Re: [Minutes] EPUB Virtual Locator TF, 2021-06-02 from Hadrien Gardeur on 2021-06-04 (public-epub-wg@w3.org from June 2021)

From: Hadrien Gardeur <hadrien@demarque.com>
Date: Fri, 4 Jun 2021 11:39:54 +0200
To: Dan Lazin <dlazin@google.com>
Cc: Laurent Le Meur <laurent.lemeur@edrlab.org>, "Reid, Wendy" <wendy.reid@rakuten.com>, W3C EPUB 3 Working Group <public-epub-wg@w3.org>
Message-ID: <CAHqp8zh0cXjd6YwO3JW_k+kS23Z3sS2BgF1yYB1nxNd44Rok9Q@mail.gmail.com>
Hello Dan,

Regarding the vocabulary, I completely agree that "pages" shouldn't be used
outside the context of print pages, as defined in the page list.

In the Readium community, we've been discussing the right terminology for
over three years now and although we've been using "positions" for what
this group refers to as a "virtual locator", there's a regular pushback
from external developers. I believe that the main issue is that end-users
are not familiar with any other term than page.

Regarding the counting algorithm, we've also had back and forth discussions
over this for years within Readium. Since a lot of implementers in our
community previously relied on RMSDK for EPUB rendering, we've mostly
aligned with what Adobe has been using since 2007: 1024 bytes per position.
Even with such a straightforward approach, it still raises a number of
questions when we implement it:

   - Should you calculate this based on the compressed or deflated size of
   the resource?
   - What about encrypted resources?
   - From the context of a webview, how can you calculate the equivalent of
   this progression in bytes?

Might I suggest that it sounds like you would enjoy a few task force
> meetings? :)
>

I would also be interested in participating in these calls but this has
been very difficult to achieve:

   - a number of these TF calls are in the middle of the night for people
   living in Europe
   - there are too many different TF calls in a given week

I know that Laurent and other key members of the Readium community (Daniel
for example) are in the same situation.

We've been trying to keep up with this group mostly through the meeting
notes, but we'd love to figure out an easier way to interact.
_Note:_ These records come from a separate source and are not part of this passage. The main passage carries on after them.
#![forbid(unsafe_code)]

//! Invertible edits over entity snapshots.
//!
//! An [`Action`] owns deep clones of the entities it touches, taken when the
//! action is built. Nothing hands out mutable access to those clones, so
//! later in-place edits of live document objects cannot reach history.
//!
//! # Primitives
//!
//! Only [`ActionKind::Add`] and [`ActionKind::Delete`] touch collections.
//! [`ActionKind::Modify`] is always lowered to a delete of one snapshot
//! followed by an add of the other:
//!
//! ```text
//! Modify.invoke  = Delete(before); Add(after)
//! Modify.revoke  = Delete(after);  Add(before)
//! ```
//!
//! # Invariants
//!
//! - The snapshot array is non-empty; a Modify holds exactly `[before, after]`.
//! - `revoke(invoke(doc)) == doc` for every action whose snapshot keys are
//!   absent from `doc` (Add) or present in `doc` (Delete, Modify).
//!
//! # Failure Modes
//!
//! - **Missing live entity**: a Delete whose snapshot no longer matches
//!   anything in the document skips that entity and carries on with the
//!   rest. The document was edited outside history; the delete is treated
//!   as already satisfied.

use std::slice;

use chartedit_model::{Document, Entity};

use crate::error::{HistoryError, Result};

/// Which edit an [`Action`] performs when invoked.
#[derive(Debug, Clone, Copy, PartialEq, Eq, Hash)]
pub enum ActionKind {
    Add,
    Delete,
    Modify,
}

impl ActionKind {
    #[must_use]
    pub const fn name(self) -> &'static str {
        match self {
            Self::Add => "Add",
            Self::Delete => "Delete",
            Self::Modify => "Modify",
        }
    }
}

/// An atomic, invertible edit.
///
/// Inversion is exact only when an Add's snapshot keys are not live at
/// invoke time. Inserting over a live key replaces that entity, and the
/// revoke of such an overwriting Add deletes the key outright: the replaced
/// entity is dropped, not restored. Record a Modify when overwriting.
#[derive(Debug, Clone, PartialEq, Eq)]
pub struct Action {
    kind: ActionKind,
    entities: Box<[Entity]>,
}

impl Action {
    /// Record the insertion of a single entity.
    #[must_use]
    pub fn add(entity: &Entity) -> Self {
        Self::single(ActionKind::Add, entity)
    }

    /// Record the insertion of several entities as one action.
    pub fn add_all<'a>(entities: impl IntoIterator<Item = &'a Entity>) -> Result<Self> {
        Self::many(ActionKind::Add, entities)
    }

    /// Record the removal of a single entity.
    #[must_use]
    pub fn delete(entity: &Entity) -> Self {
        Self::single(ActionKind::Delete, entity)
    }

    /// Record the removal of several entities as one action.
    pub fn delete_all<'a>(entities: impl IntoIterator<Item = &'a Entity>) -> Result<Self> {
        Self::many(ActionKind::Delete, entities)
    }

    /// Record the replacement of `before` by `after`.
    #[must_use]
    pub fn modify(before: &Entity, after: &Entity) -> Self {
        Self {
            kind: ActionKind::Modify,
            entities: Box::new([before.clone(), after.clone()]),
        }
    }

    fn single(kind: ActionKind, entity: &Entity) -> Self {
        Self {
            kind,
            entities: Box::new([entity.clone()]),
        }
    }

    fn many<'a>(kind: ActionKind, entities: impl IntoIterator<Item = &'a Entity>) -> Result<Self> {
        let entities: Box<[Entity]> = entities.into_iter().cloned().collect();
        if entities.is_empty() {
            return Err(HistoryError::EmptySnapshot);
        }
        Ok(Self { kind, entities })
    }

    #[must_use]
    pub fn kind(&self) -> ActionKind {
        self.kind
    }

    /// The stored snapshots. For a Modify this is `[before, after]`.
    #[must_use]
    pub fn entities(&self) -> &[Entity] {
        &self.entities
    }

    /// The action that undoes this one.
    #[must_use]
    pub fn inverse(&self) -> Self {
        match self.kind {
            ActionKind::Add => Self {
                kind: ActionKind::Delete,
                entities: self.entities.clone(),
            },
            ActionKind::Delete => Self {
                kind: ActionKind::Add,
                entities: self.entities.clone(),
            },
            ActionKind::Modify => {
                let (before, after) = self.pair();
                Self::modify(after, before)
            }
        }
    }

    /// Apply the edit forward. Returns the focus entity.
    pub fn invoke(&self, doc: &mut Document) -> &Entity {
        match self.kind {
            ActionKind::Add => add_entities(doc, &self.entities),
            ActionKind::Delete => delete_entities(doc, &self.entities),
            ActionKind::Modify => {
                let (before, after) = self.pair();
                delete_entities(doc, slice::from_ref(before));
                add_entities(doc, slice::from_ref(after))
            }
        }
    }

    /// Apply the edit backward. Returns the focus entity.
    pub fn revoke(&self, doc: &mut Document) -> &Entity {
        match self.kind {
            ActionKind::Add => delete_entities(doc, &self.entities),
            ActionKind::Delete => add_entities(doc, &self.entities),
            ActionKind::Modify => {
                let (before, after) = self.pair();
                delete_entities(doc, slice::from_ref(after));
                add_entities(doc, slice::from_ref(before))
            }
        }
    }

    fn pair(&self) -> (&Entity, &Entity) {
        (&self.entities[0], &self.entities[1])
    }
}

/// Insert fresh clones of `snapshots`; returns the first snapshot.
fn add_entities<'a>(doc: &mut Document, snapshots: &'a [Entity]) -> &'a Entity {
    for snapshot in snapshots {
        doc.insert(snapshot.clone());
    }
    &snapshots[0]
}

/// Remove the live match of each snapshot, skipping missing ones; returns
/// the first snapshot.
fn delete_entities<'a>(doc: &mut Document, snapshots: &'a [Entity]) -> &'a Entity {
    for snapshot in snapshots {
        if doc.remove(snapshot).is_none() {
            tracing::trace!(
                target: "chartedit.history",
                entity = %snapshot,
                "delete skipped: no live match"
            );
        }
    }
    &snapshots[0]
}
Among other things, we've been worried to see so many mentions about CFI. I
personally think that this ship has sailed and that we should instead align
with the Web and the work done for example on text fragments (other
Web-based solutions have followed that approach, for example Hypothesis).

While CFI/XPath and other tree-based approaches have the benefit of
pointing very precisely in a document, they're also extremely fragile and
can be expensive to compute in many scenarios.

We've favored instead:

   - URLs (instead of an index in the spine)
   - text (including surrounding text)
   - and media-specific fragments

Best,
Hadrien


Le jeu. 3 juin 2021 à 23:51, Dan Lazin <dlazin@google.com> a écrit :

> +Wendy for visibility
>
> We haven't gotten that far yet, but my impression of the direction we're
> heading in is that (perhaps) reading systems would continue to use their
> existing counting algorithms for the time being, but we might suggest that
> the results be renamed — for example, "screens" instead of "pages." As an
> example, Apple Books already distinguishes between pages and screens; in a
> book that has a page-list, you can tap to switch between screen counts
> (which recalculates upon reflow) and page counts (which doesn't).
>
> Might I suggest that it sounds like you would enjoy a few task force
> meetings? :)
>
>
>
> On Jun 3, 2021, at 12:50 PM, Laurent Le Meur <laurent.lemeur@edrlab.org>
> wrote:
>
> Ok then we (Readium developers) can help. The next question is: do we
> agree that reading systems which are well known on the market but will not
> change their algorithm (because they are legacy, because it would be a
> breaking change for them ...) may not support this new standard, but ...
> well this is life?
>
> L
>
> Le 3 juin 2021 à 17:37, Dan Lazin <dlazin@google.com> a écrit :
>
> Hey, Laurent. We are indeed talking (talking) about standardizing the
> algorithm. The short version is "use page-list if present, and if not do
> something dead-simple like divide by 1000."
>
> We're still pretty far from writing a spec, but we are talking about
> standardization here.
>
>
> On Jun 3, 2021, at 9:55 AM, Laurent Le Meur <laurent.lemeur@edrlab.org>
> wrote:
>
> Hi everybody,
>
> Sorry for not having been able to participate to the call.
>
> *About use case line 2* ("A teacher wants to ask students to go to a
> certain location in an EPUB which contains no explicit page-list. The
> students are using different types of reading systems, nevertheless all
> reach the same page. ")
>
> We currently are working in this area in the Readium Developers'
> community. I don't want to be pessimistic but I believe this will not
> happen. If page lists are present, ok the mechanism is documented and it is
> not about virtual locators, but UX and the ability to jump to a location
> identified by an html fragment id. But if no page lists are present, each
> reading system has its recipe to calculate "positions" (as we call it at
> Readium) aka virtual page numbers. "positions" are calculated per resource
> first, then agglomerated to form a sequence. For instance it may be the
> size of the compressed file (in the zip) divided by 1024. Or the size of
> the (decompressed) html content divided by 2500. Either this group wants to
> standardize the algorithm, or the use case is IMHO void.
>
> Best regards
> Laurent
>
>
> Le 3 juin 2021 à 15:23, Ivan Herman <ivan@w3.org> a écrit :
>
> Minutes are here:
>
>
> https://www.w3.org/publishing/groups/epub-wg/Meetings/Minutes/2021-06-02-epub-locators
>
> Ivan
>
> ----
> Ivan Herman, W3C
> Home: http://www.w3.org/People/Ivan/
> mobile: +33 6 52 46 00 43
> ORCID ID: https://orcid.org/0000-0003-0782-2704
>
>
>
>
>
>
Received on Friday, 4 June 2021 09:41:51 UTC